The opponents of the facility listed a variety of reasons, and their biggest concern was the water. Many wonder, what will happen to the Michindoh Aquifer and its water?
The Michindoh is believed to cover all or parts of nine counties in Michigan, Indiana and Ohio, including all of Ohio’s Williams County. The sprawling underground water source covers about two million acres and currently provides clean, fresh water to more than a dozen municipalities and thousands of private residential wells.
Howard Reeves, a U.S. Geological Survey research hydrologist, described the aquifer as a giant sponge with water moving through the sand, gravel and clay.
“In this area, there’s historically been a decent amount of water moving through the system,” Reeve said. “Most of the water is coming from rainfall that infiltrates through root zones and most of it discharges through streams, rivers and wetlands. That’s why rivers flow in summer when it hasn’t rained for a while, because groundwater is feeding those rivers.”
Liz Kirkwood, executive director of For Love of Water, a Traverse City-based water policy center, said every water diversion in the Great Lakes region matters.
“These are the types of quantities that raise alarm bells for all jurisdictions in the Great Lake Basin,” Kirkwood said. “The Great Lakes Compact was really clear about directing states to monitor and evaluate these massive water withdrawals, because they have tremendous impact not only on individual aquifers but on the larger watersheds and ultimately the Great Lakes Basin itself.”
Kirkwood said issues of unintended consequences such as chemicals, oxygen levels, sedimentation, nutrients and water levels needed to be studied carefully before launching such huge projects as this one.

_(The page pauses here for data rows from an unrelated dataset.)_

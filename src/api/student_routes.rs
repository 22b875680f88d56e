//! # Student Routes
//!
//! Read-only admin views over registered students.

use axum::extract::rejection::PathRejection;
use axum::extract::{Path, State};
use axum::routing::get;
use axum::{Json, Router};

use super::error::ApiResult;
use super::state::AppState;
use crate::domain::{Order, Student, StudentId};

pub fn student_routes() -> Router<AppState> {
    Router::new()
        .route("/students", get(list_students))
        .route("/students/:id", get(get_student))
        .route("/students/:id/orders", get(list_student_orders))
}

async fn list_students(State(state): State<AppState>) -> ApiResult<Json<Vec<Student>>> {
    Ok(Json(state.students.list_students().await?))
}

async fn get_student(
    State(state): State<AppState>,
    id: Result<Path<StudentId>, PathRejection>,
) -> ApiResult<Json<Student>> {
    let Path(id) = id?;
    Ok(Json(state.students.get_student(id).await?))
}

async fn list_student_orders(
    State(state): State<AppState>,
    id: Result<Path<StudentId>, PathRejection>,
) -> ApiResult<Json<Vec<Order>>> {
    let Path(id) = id?;
    Ok(Json(state.orders.list_orders_for_student(id).await?))
}
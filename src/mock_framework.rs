//! # Mock Framework
//!
//! Utilities for testing clients in isolation.
//!
//! Use [`create_mock_client`] to get a client and a receiver.
//! Then use helpers like [`expect_create`] or [`expect_find`] to assert behavior.

use crate::actor_framework::{Entity, FrameworkError, Predicate, ResourceClient, ResourceRequest};
use tokio::sync::{mpsc, oneshot};

type Responder<R> = oneshot::Sender<Result<R, FrameworkError>>;

/// Creates a mock client and a receiver for asserting requests.
///
/// Orchestrating clients such as `OrderClient` are tested against these
/// instead of a running `ResourceActor`: the test reads each request off the
/// receiver, checks it, and answers through the responder, which makes success
/// and failure paths deterministic.
pub fn create_mock_client<T: Entity>(buffer_size: usize) -> (ResourceClient<T>, mpsc::Receiver<ResourceRequest<T>>) {
    let (sender, receiver) = mpsc::channel(buffer_size);
    (ResourceClient::new(sender), receiver)
}

/// Helper to verify that the next message is a Create request
pub async fn expect_create<T: Entity>(
    receiver: &mut mpsc::Receiver<ResourceRequest<T>>,
) -> Option<(T::CreatePayload, Responder<T>)> {
    match receiver.recv().await {
        Some(ResourceRequest::Create { payload, respond_to }) => Some((payload, respond_to)),
        _ => None,
    }
}

/// Helper to verify that the next message is a Get request
pub async fn expect_get<T: Entity>(
    receiver: &mut mpsc::Receiver<ResourceRequest<T>>,
) -> Option<(T::Id, Responder<Option<T>>)> {
    match receiver.recv().await {
        Some(ResourceRequest::Get { id, respond_to }) => Some((id, respond_to)),
        _ => None,
    }
}

/// Helper to verify that the next message is an Action request
pub async fn expect_action<T: Entity>(
    receiver: &mut mpsc::Receiver<ResourceRequest<T>>,
) -> Option<(T::Id, T::Action, Responder<(T, T::ActionResult)>)> {
    match receiver.recv().await {
        Some(ResourceRequest::Action { id, action, respond_to }) => Some((id, action, respond_to)),
        _ => None,
    }
}

/// Helper to verify that the next message is a Find request.
///
/// The predicate is handed back so the test can check what it matches.
pub async fn expect_find<T: Entity>(
    receiver: &mut mpsc::Receiver<ResourceRequest<T>>,
) -> Option<(Predicate<T>, Responder<Option<T>>)> {
    match receiver.recv().await {
        Some(ResourceRequest::Find { predicate, respond_to }) => Some((predicate, respond_to)),
        _ => None,
    }
}

#[cfg(test)]
mod tests {
    use super::*;
    use crate::domain::{Student, StudentCreate};

    #[tokio::test]
    async fn test_mock_client() {
        let (client, mut receiver) = create_mock_client::<Student>(10);

        let create_task = tokio::spawn(async move {
            client.create(StudentCreate::new("Test", "test@example.com", "9876543210")).await
        });

        let (payload, responder) = expect_create(&mut receiver).await.expect("Expected Create request");
        assert_eq!(payload.name, "Test");
        let student = Student {
            id: 1,
            name: payload.name,
            email: payload.email,
            mobile: payload.mobile,
            created_at: chrono::Utc::now(),
        };
        responder.send(Ok(student.clone())).unwrap();

        let result = create_task.await.unwrap();
        assert_eq!(result, Ok(student));
    }

    #[tokio::test]
    async fn test_mismatched_request_yields_none() {
        let (client, mut receiver) = create_mock_client::<Student>(10);

        tokio::spawn(async move { client.get(3).await });

        assert!(expect_create(&mut receiver).await.is_none());
    }
}
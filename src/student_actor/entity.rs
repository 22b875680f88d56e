use chrono::Utc;

use crate::actor_framework::Entity;
use crate::domain::{Student, StudentCreate, StudentId};

impl Entity for Student {
    type Id = StudentId;
    type CreatePayload = StudentCreate;
    type Patch = ();
    type Action = ();
    type ActionResult = ();

    const KIND: &'static str = "Student";

    fn id(&self) -> &StudentId {
        &self.id
    }

    fn from_create(id: StudentId, payload: StudentCreate) -> Result<Self, String> {
        Ok(Self {
            id,
            name: payload.name,
            email: payload.email,
            mobile: payload.mobile,
            created_at: Utc::now(),
        })
    }

    /// Emails identify students; the store refuses a second record with the same one.
    fn unique_key(&self) -> Option<&str> {
        Some(self.email.as_str())
    }

    /// Students are never edited after registration.
    fn on_update(&mut self, _patch: ()) -> Result<(), String> {
        Ok(())
    }

    fn handle_action(&mut self, _action: ()) -> Result<(), String> {
        Ok(())
    }
}
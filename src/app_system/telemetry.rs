/// Configures the global tracing subscriber. Call once, before anything logs.
///
/// Verbosity comes from `RUST_LOG` and defaults to `info`:
/// ```bash
/// RUST_LOG=debug course_storefront
/// RUST_LOG=course_storefront::clients=debug,tower_http=info course_storefront
/// ```
pub fn setup_tracing() {
    let env_filter = tracing_subscriber::EnvFilter::try_from_default_env()
        .unwrap_or_else(|_| tracing_subscriber::EnvFilter::new("info"));

    tracing_subscriber::fmt()
        .with_env_filter(env_filter)
        .with_timer(tracing_subscriber::fmt::time::uptime())
        .compact()
        .init();
}
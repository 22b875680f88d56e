use thiserror::Error;

use crate::actor_framework::FrameworkError;

/// Errors that can occur during student operations.
#[derive(Debug, Clone, Error, PartialEq)]
pub enum StudentError {
    #[error("Student not found: {0}")]
    NotFound(String),
    #[error("Student already exists: {0}")]
    AlreadyExists(String),
    #[error("Student validation error: {0}")]
    ValidationError(String),
    #[error("Actor communication error: {0}")]
    ActorCommunicationError(String),
}

impl From<FrameworkError> for StudentError {
    fn from(e: FrameworkError) -> Self {
        match e {
            FrameworkError::NotFound { id, .. } => StudentError::NotFound(id),
            FrameworkError::Conflict { key, .. } => StudentError::AlreadyExists(key),
            FrameworkError::Rejected(reason) => StudentError::ValidationError(reason),
            other => StudentError::ActorCommunicationError(other.to_string()),
        }
    }
}
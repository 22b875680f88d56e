// DTOs for Course
use crate::domain::CourseState;

#[derive(Debug, Clone, PartialEq)]
pub struct CourseCreate {
    pub title: String,
    pub description: String,
    pub price: u32,
    pub original_price: u32,
    pub duration: String,
    pub level: String,
    pub features: Vec<String>,
    pub state: CourseState,
}

#[derive(Debug, Clone, Default, PartialEq)]
pub struct CoursePatch {
    pub title: Option<String>,
    pub description: Option<String>,
    pub price: Option<u32>,
    pub original_price: Option<u32>,
    pub duration: Option<String>,
    pub level: Option<String>,
    pub features: Option<Vec<String>>,
    pub state: Option<CourseState>,
}
//! Courses every fresh process starts with.

use crate::course_actor::CourseCreate;
use crate::domain::CourseState;

struct SeedCourse {
    title: &'static str,
    description: &'static str,
    price: u32,
    original_price: u32,
    duration: &'static str,
    level: &'static str,
    features: [&'static str; 6],
}

const CATALOG: [SeedCourse; 6] = [
    SeedCourse {
        title: "Ethical Hacking Fundamentals",
        description: "Complete introduction to ethical hacking with hands-on labs and real-world scenarios. \
                      Learn penetration testing, vulnerability assessment, and security analysis.",
        price: 999,
        original_price: 15999,
        duration: "40+ Hours",
        level: "Beginner",
        features: ["Network Security", "Web App Testing", "Linux Basics", "Tool Mastery", "OWASP Top 10", "Certificate"],
    },
    SeedCourse {
        title: "Advanced Penetration Testing",
        description: "Deep dive into advanced penetration testing techniques and methodologies. \
                      Master professional-grade security testing.",
        price: 1499,
        original_price: 24999,
        duration: "60+ Hours",
        level: "Advanced",
        features: [
            "Advanced Exploits",
            "Buffer Overflows",
            "Privilege Escalation",
            "Report Writing",
            "Enterprise Testing",
            "Certificate",
        ],
    },
    SeedCourse {
        title: "Web Application Security",
        description: "Comprehensive web application security testing and secure coding practices. \
                      Learn to identify and fix web vulnerabilities.",
        price: 799,
        original_price: 12999,
        duration: "35+ Hours",
        level: "Intermediate",
        features: ["SQL Injection", "XSS Attacks", "Authentication Bypass", "API Security", "Secure Coding", "Certificate"],
    },
    SeedCourse {
        title: "Network Security Mastery",
        description: "Master network security concepts, protocols, and implementation strategies. \
                      Build robust network defenses.",
        price: 1199,
        original_price: 18999,
        duration: "45+ Hours",
        level: "Intermediate",
        features: [
            "Firewall Configuration",
            "IDS/IPS Setup",
            "VPN Security",
            "Network Forensics",
            "Wireshark Analysis",
            "Certificate",
        ],
    },
    SeedCourse {
        title: "Digital Forensics Investigation",
        description: "Professional digital forensics investigation techniques, evidence collection, \
                      and court-ready reporting.",
        price: 1299,
        original_price: 21999,
        duration: "50+ Hours",
        level: "Advanced",
        features: [
            "Evidence Acquisition",
            "File System Analysis",
            "Memory Forensics",
            "Mobile Forensics",
            "Report Writing",
            "Certificate",
        ],
    },
    SeedCourse {
        title: "Cloud Security Architecture",
        description: "Comprehensive cloud security for AWS, Azure, GCP including compliance, monitoring, \
                      and incident response.",
        price: 1599,
        original_price: 25999,
        duration: "55+ Hours",
        level: "Expert",
        features: [
            "Multi-Cloud Security",
            "Compliance",
            "DevSecOps",
            "Container Security",
            "Serverless Security",
            "Certificate",
        ],
    },
];

/// The default catalog, in the order ids are assigned.
pub fn default_catalog() -> Vec<CourseCreate> {
    CATALOG
        .iter()
        .map(|seed| CourseCreate {
            title: seed.title.to_string(),
            description: seed.description.to_string(),
            price: seed.price,
            original_price: seed.original_price,
            duration: seed.duration.to_string(),
            level: seed.level.to_string(),
            features: seed.features.iter().map(|f| f.to_string()).collect(),
            state: CourseState::Active,
        })
        .collect()
}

“We have inadequate modeling and monitoring of the aquifers,” Kirkwood said. “Groundwater is an invisible resource that must be prioritized in terms of water conservation and protection.”
According to the U.S. EPA, the Michindoh is a source of drinking water for about 385,000 people. Water in the aquifer runs both vertically and horizontally, and can be as shallow as near the surface to about 200 feet deep. It was created about 14,000 years ago by glacial deposits of sand and gravel.
AquaBounty officials said the modeling studies completed and included in a 600-plus page Ohio Department of Natural Resources application indicate the Michindoh can sustain the new salmon farm and will suffer no negative environmental impacts.
Wulf added that the benefits to the area are plentiful. For starters, the facility will incorporate a wastewater treatment plant where organic matter containing nitrogen and phosphorus is removed and made available to local farmers who use it as fertilizer and as a soil amendment. Second, after filling the tanks initially, water will recirculate about five days before being cleansed and discharged into the St. Joseph River.
“On a daily basis we’ll be using about four million gallons of water,” Wulf said. “That’s why we say we recirculate 99 percent of the water and it just keeps being used and cleaned.”
That water, she said, will flow through large industrial biofilters that clean it to required standards to provide the quality of water required for the salmon to grow and thrive.
Another benefit, officials there said, is their land-based salmon are free from pollutants and other contaminants that regularly affect wild salmon.
Genetically engineered salmon hasn’t been embraced by major retailers like Kroger, Costco, Walmart and Whole Foods. Still, AquaBounty officials believe that consumer sentiment and perception around GMO has been shifting to positive.
AquaBounty has some catching up to do, however. Net losses for the company were recorded at $22.3 million in 2021 and $16.4 million in 2020.
According to Wulf, the facility should be operational by late 2023, with salmon ready for market in 2025.